■ **Problem to work on**: Return all of the material, keeping each line exactly as it is.

■ **Record excerpts**:

use log::{debug, error, info, warn};
use serde::{Deserialize, Serialize};
use std::fs;
use std::path::{Path, PathBuf};
use std::sync::{LazyLock, RwLock};
use std::time::Duration;

use crate::paged::geometry::{DEFAULT_GAP, DEFAULT_MIN_TWO_UP_SCALE};
use crate::paged::{DEFAULT_CACHE_SIZE, DEFAULT_WORKERS};
use crate::score::ingest::DEFAULT_DURATION_FALLBACK;

pub const CURRENT_VERSION: u32 = 1;
const SETTINGS_FILENAME: &str = "config.yaml";
const APP_NAME: &str = "leafview";

/// External optical music recognition command.
///
/// `{input}` and `{output}` in `args` are replaced by the input document
/// and the scratch output directory.
#[derive(Debug, Clone, PartialEq, Serialize, Deserialize)]
pub struct RecognizerSettings {
    #[serde(default = "default_recognizer_command")]
    pub command: String,

    #[serde(default = "default_recognizer_args")]
    pub args: Vec<String>,

    #[serde(default = "default_recognizer_timeout")]
    pub timeout_secs: u64,
}

impl RecognizerSettings {
    #[must_use]
    pub fn timeout(&self) -> Duration {
        Duration::from_secs(self.timeout_secs.max(1))
    }
}

impl Default for RecognizerSettings {
    fn default() -> Self {
        Self {
            command: default_recognizer_command(),
            args: default_recognizer_args(),
            timeout_secs: default_recognizer_timeout(),
        }
    }
}

#[derive(Debug, Clone, PartialEq, Serialize, Deserialize)]
pub struct Settings {
    #[serde(default = "default_version")]
    pub version: u32,

    /// Gutter between the pages of a spread
    #[serde(default = "default_gap")]
    pub gap: f32,

    /// Smallest per-page scale at which a spread is still shown
    #[serde(default = "default_min_two_up_scale")]
    pub min_two_up_scale: f32,

    /// Viewport width used when nothing else reports one
    #[serde(default = "default_container_width")]
    pub container_width: f32,

    #[serde(default)]
    pub offset_mode: bool,

    #[serde(default = "default_render_workers")]
    pub render_workers: usize,

    #[serde(default = "default_page_cache_size")]
    pub page_cache_size: usize,

    /// Replacement for non-integer `<duration>` values
    #[serde(default = "default_duration_fallback")]
    pub duration_fallback: u32,

    #[serde(default)]
    pub recognizer: RecognizerSettings,
}

fn default_version() -> u32 {
    CURRENT_VERSION
}

fn default_gap() -> f32 {
    DEFAULT_GAP
}

fn default_min_two_up_scale() -> f32 {
    DEFAULT_MIN_TWO_UP_SCALE
}

fn default_container_width() -> f32 {
    1280.0
}

fn default_render_workers() -> usize {
    DEFAULT_WORKERS
}

fn default_page_cache_size() -> usize {
    DEFAULT_CACHE_SIZE
}

fn default_duration_fallback() -> u32 {
    DEFAULT_DURATION_FALLBACK
}

fn default_recognizer_command() -> String {
    "audiveris".to_string()
}

fn default_recognizer_args() -> Vec<String> {
    ["-batch", "-export", "-output", "{output}", "--", "{input}"]
        .into_iter()
        .map(str::to_string)
        .collect()
}

fn default_recognizer_timeout() -> u64 {
    300
}

impl Default for Settings {
    fn default() -> Self {
        Self {
            version: CURRENT_VERSION,
            gap: default_gap(),
            min_two_up_scale: default_min_two_up_scale(),
            container_width: default_container_width(),
            offset_mode: false,
            render_workers: default_render_workers(),
            page_cache_size: default_page_cache_size(),
            duration_fallback: default_duration_fallback(),
            recognizer: RecognizerSettings::default(),
        }
    }
}

static SETTINGS: LazyLock<RwLock<Settings>> = LazyLock::new(|| RwLock::new(Settings::default()));

fn preferred_config_path() -> Option<PathBuf> {
    dirs::config_dir().map(|config| config.join(APP_NAME).join(SETTINGS_FILENAME))
}

/// Load settings from the default location, creating the file with
/// defaults when it does not exist yet
pub fn load_settings() {
    let Some(path) = preferred_config_path() else {
        warn!("Could not determine config directory, using default settings");
        return;
    };
    if path.exists() {
        load_settings_from_path(&path);
    } else {
        info!("Settings file not found, creating with defaults at {path:?}");
        if let Ok(settings) = SETTINGS.read() {
            save_settings_to_file(&settings, &path);
        }
    }
}

pub fn load_settings_from_path(path: &Path) {
    match fs::read_to_string(path) {
        Ok(content) => match parse_settings(&content) {
            Ok(mut settings) => {
                debug!("Loaded settings from {path:?}");

                if settings.version < CURRENT_VERSION {
                    migrate_settings(&mut settings);
                    save_settings_to_file(&settings, path);
                }

                if let Ok(mut global) = SETTINGS.write() {
                    *global = settings;
                }
            }
            Err(e) => {
                error!("Failed to parse settings file {path:?}: {e}");
            }
        },
        Err(e) => {
            error!("Failed to read settings file {path:?}: {e}");
        }
    }
}

/// Parse a settings document; missing keys take their defaults
pub fn parse_settings(content: &str) -> Result<Settings, serde_yaml::Error> {
    if content.trim().is_empty() {
        return Ok(Settings::default());
    }
    serde_yaml::from_str(content)
}

fn migrate_settings(settings: &mut Settings) {
    info!(
        "Migrating settings from v{} to v{}",
        settings.version, CURRENT_VERSION
    );
    settings.version = CURRENT_VERSION;
}

fn save_settings_to_file(settings: &Settings, path: &Path) {
    if let Some(parent) = path.parent() {
        if !parent.exists() {
            if let Err(e) = fs::create_dir_all(parent) {
                error!("Failed to create config directory {parent:?}: {e}");
                return;
            }
        }
    }

    let body = match serde_yaml::to_string(settings) {
        Ok(body) => body,
        Err(e) => {
            error!("Failed to serialize settings: {e}");
            return;
        }
    };

    match fs::write(path, format!("{SETTINGS_HEADER}{body}")) {
        Ok(()) => debug!("Saved settings to {path:?}"),
        Err(e) => error!("Failed to save settings to {path:?}: {e}"),
    }
}

const SETTINGS_HEADER: &str = r#"# leafview settings
#
# gap / min_two_up_scale: a spread is shown when
#   (container_width - gap) / 2 / page_width >= min_two_up_scale
# recognizer.args: {input} is the document, {output} the scratch directory

"#;

/// Snapshot of the current settings
pub fn current() -> Settings {
    SETTINGS.read().map(|s| s.clone()).unwrap_or_default()
}

/// Replace the in-process settings without touching the file
pub fn replace(settings: Settings) {
    if let Ok(mut global) = SETTINGS.write() {
        *global = settings;
    }
}

pub fn get_container_width() -> f32 {
    SETTINGS
        .read()
        .map(|s| s.container_width)
        .unwrap_or_else(|_| default_container_width())
}

pub fn is_offset_mode() -> bool {
    SETTINGS.read().map(|s| s.offset_mode).unwrap_or(false)
}

pub fn get_recognizer() -> RecognizerSettings {
    SETTINGS
        .read()
        .map(|s| s.recognizer.clone())
        .unwrap_or_default()
}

■ **Output below**:
use log::{debug, error, info, warn};
use serde::{Deserialize, Serialize};
use std::fs;
use std::path::{Path, PathBuf};
use std::sync::{LazyLock, RwLock};
use std::time::Duration;

use crate::paged::geometry::{DEFAULT_GAP, DEFAULT_MIN_TWO_UP_SCALE};
use crate::paged::{DEFAULT_CACHE_SIZE, DEFAULT_WORKERS};
use crate::score::ingest::DEFAULT_DURATION_FALLBACK;

pub const CURRENT_VERSION: u32 = 1;
const SETTINGS_FILENAME: &str = "config.yaml";
const APP_NAME: &str = "leafview";

/// External optical music recognition command.
///
/// `{input}` and `{output}` in `args` are replaced by the input document
/// and the scratch output directory.
#[derive(Debug, Clone, PartialEq, Serialize, Deserialize)]
pub struct RecognizerSettings {
    #[serde(default = "default_recognizer_command")]
    pub command: String,

    #[serde(default = "default_recognizer_args")]
    pub args: Vec<String>,

    #[serde(default = "default_recognizer_timeout")]
    pub timeout_secs: u64,
}

impl RecognizerSettings {
    #[must_use]
    pub fn timeout(&self) -> Duration {
        Duration::from_secs(self.timeout_secs.max(1))
    }
}

impl Default for RecognizerSettings {
    fn default() -> Self {
        Self {
            command: default_recognizer_command(),
            args: default_recognizer_args(),
            timeout_secs: default_recognizer_timeout(),
        }
    }
}

#[derive(Debug, Clone, PartialEq, Serialize, Deserialize)]
pub struct Settings {
    #[serde(default = "default_version")]
    pub version: u32,

    /// Gutter between the pages of a spread
    #[serde(default = "default_gap")]
    pub gap: f32,

    /// Smallest per-page scale at which a spread is still shown
    #[serde(default = "default_min_two_up_scale")]
    pub min_two_up_scale: f32,

    /// Viewport width used when nothing else reports one
    #[serde(default = "default_container_width")]
    pub container_width: f32,

    #[serde(default)]
    pub offset_mode: bool,

    #[serde(default = "default_render_workers")]
    pub render_workers: usize,

    #[serde(default = "default_page_cache_size")]
    pub page_cache_size: usize,

    /// Replacement for non-integer `<duration>` values
    #[serde(default = "default_duration_fallback")]
    pub duration_fallback: u32,

    #[serde(default)]
    pub recognizer: RecognizerSettings,
}

fn default_version() -> u32 {
    CURRENT_VERSION
}

fn default_gap() -> f32 {
    DEFAULT_GAP
}

fn default_min_two_up_scale() -> f32 {
    DEFAULT_MIN_TWO_UP_SCALE
}

fn default_container_width() -> f32 {
    1280.0
}

fn default_render_workers() -> usize {
    DEFAULT_WORKERS
}

fn default_page_cache_size() -> usize {
    DEFAULT_CACHE_SIZE
}

fn default_duration_fallback() -> u32 {
    DEFAULT_DURATION_FALLBACK
}

fn default_recognizer_command() -> String {
    "audiveris".to_string()
}

fn default_recognizer_args() -> Vec<String> {
    ["-batch", "-export", "-output", "{output}", "--", "{input}"]
        .into_iter()
        .map(str::to_string)
        .collect()
}

fn default_recognizer_timeout() -> u64 {
    300
}

impl Default for Settings {
    fn default() -> Self {
        Self {
            version: CURRENT_VERSION,
            gap: default_gap(),
            min_two_up_scale: default_min_two_up_scale(),
            container_width: default_container_width(),
            offset_mode: false,
            render_workers: default_render_workers(),
            page_cache_size: default_page_cache_size(),
            duration_fallback: default_duration_fallback(),
            recognizer: RecognizerSettings::default(),
        }
    }
}

static SETTINGS: LazyLock<RwLock<Settings>> = LazyLock::new(|| RwLock::new(Settings::default()));

fn preferred_config_path() -> Option<PathBuf> {
    dirs::config_dir().map(|config| config.join(APP_NAME).join(SETTINGS_FILENAME))
}

/// Load settings from the default location, creating the file with
/// defaults when it does not exist yet
pub fn load_settings() {
    let Some(path) = preferred_config_path() else {
        warn!("Could not determine config directory, using default settings");
        return;
    };
    if path.exists() {
        load_settings_from_path(&path);
    } else {
        info!("Settings file not found, creating with defaults at {path:?}");
        if let Ok(settings) = SETTINGS.read() {
            save_settings_to_file(&settings, &path);
        }
    }
}

pub fn load_settings_from_path(path: &Path) {
    match fs::read_to_string(path) {
        Ok(content) => match parse_settings(&content) {
            Ok(mut settings) => {
                debug!("Loaded settings from {path:?}");

                if settings.version < CURRENT_VERSION {
                    migrate_settings(&mut settings);
                    save_settings_to_file(&settings, path);
                }

                if let Ok(mut global) = SETTINGS.write() {
                    *global = settings;
                }
            }
            Err(e) => {
                error!("Failed to parse settings file {path:?}: {e}");
            }
        },
        Err(e) => {
            error!("Failed to read settings file {path:?}: {e}");
        }
    }
}

/// Parse a settings document; missing keys take their defaults
pub fn parse_settings(content: &str) -> Result<Settings, serde_yaml::Error> {
    if content.trim().is_empty() {
        return Ok(Settings::default());
    }
    serde_yaml::from_str(content)
}

fn migrate_settings(settings: &mut Settings) {
    info!(
        "Migrating settings from v{} to v{}",
        settings.version, CURRENT_VERSION
    );
    settings.version = CURRENT_VERSION;
}

fn save_settings_to_file(settings: &Settings, path: &Path) {
    if let Some(parent) = path.parent() {
        if !parent.exists() {
            if let Err(e) = fs::create_dir_all(parent) {
                error!("Failed to create config directory {parent:?}: {e}");
                return;
            }
        }
    }

    let body = match serde_yaml::to_string(settings) {
        Ok(body) => body,
        Err(e) => {
            error!("Failed to serialize settings: {e}");
            return;
        }
    };

    match fs::write(path, format!("{SETTINGS_HEADER}{body}")) {
        Ok(()) => debug!("Saved settings to {path:?}"),
        Err(e) => error!("Failed to save settings to {path:?}: {e}"),
    }
}

const SETTINGS_HEADER: &str = r#"# leafview settings
#
# gap / min_two_up_scale: a spread is shown when
#   (container_width - gap) / 2 / page_width >= min_two_up_scale
# recognizer.args: {input} is the document, {output} the scratch directory

"#;

/// Snapshot of the current settings
pub fn current() -> Settings {
    SETTINGS.read().map(|s| s.clone()).unwrap_or_default()
}

/// Replace the in-process settings without touching the file
pub fn replace(settings: Settings) {
    if let Ok(mut global) = SETTINGS.write() {
        *global = settings;
    }
}

pub fn get_container_width() -> f32 {
    SETTINGS
        .read()
        .map(|s| s.container_width)
        .unwrap_or_else(|_| default_container_width())
}

pub fn is_offset_mode() -> bool {
    SETTINGS.read().map(|s| s.offset_mode).unwrap_or(false)
}

pub fn get_recognizer() -> RecognizerSettings {
    SETTINGS
        .read()
        .map(|s| s.recognizer.clone())
        .unwrap_or_default()
}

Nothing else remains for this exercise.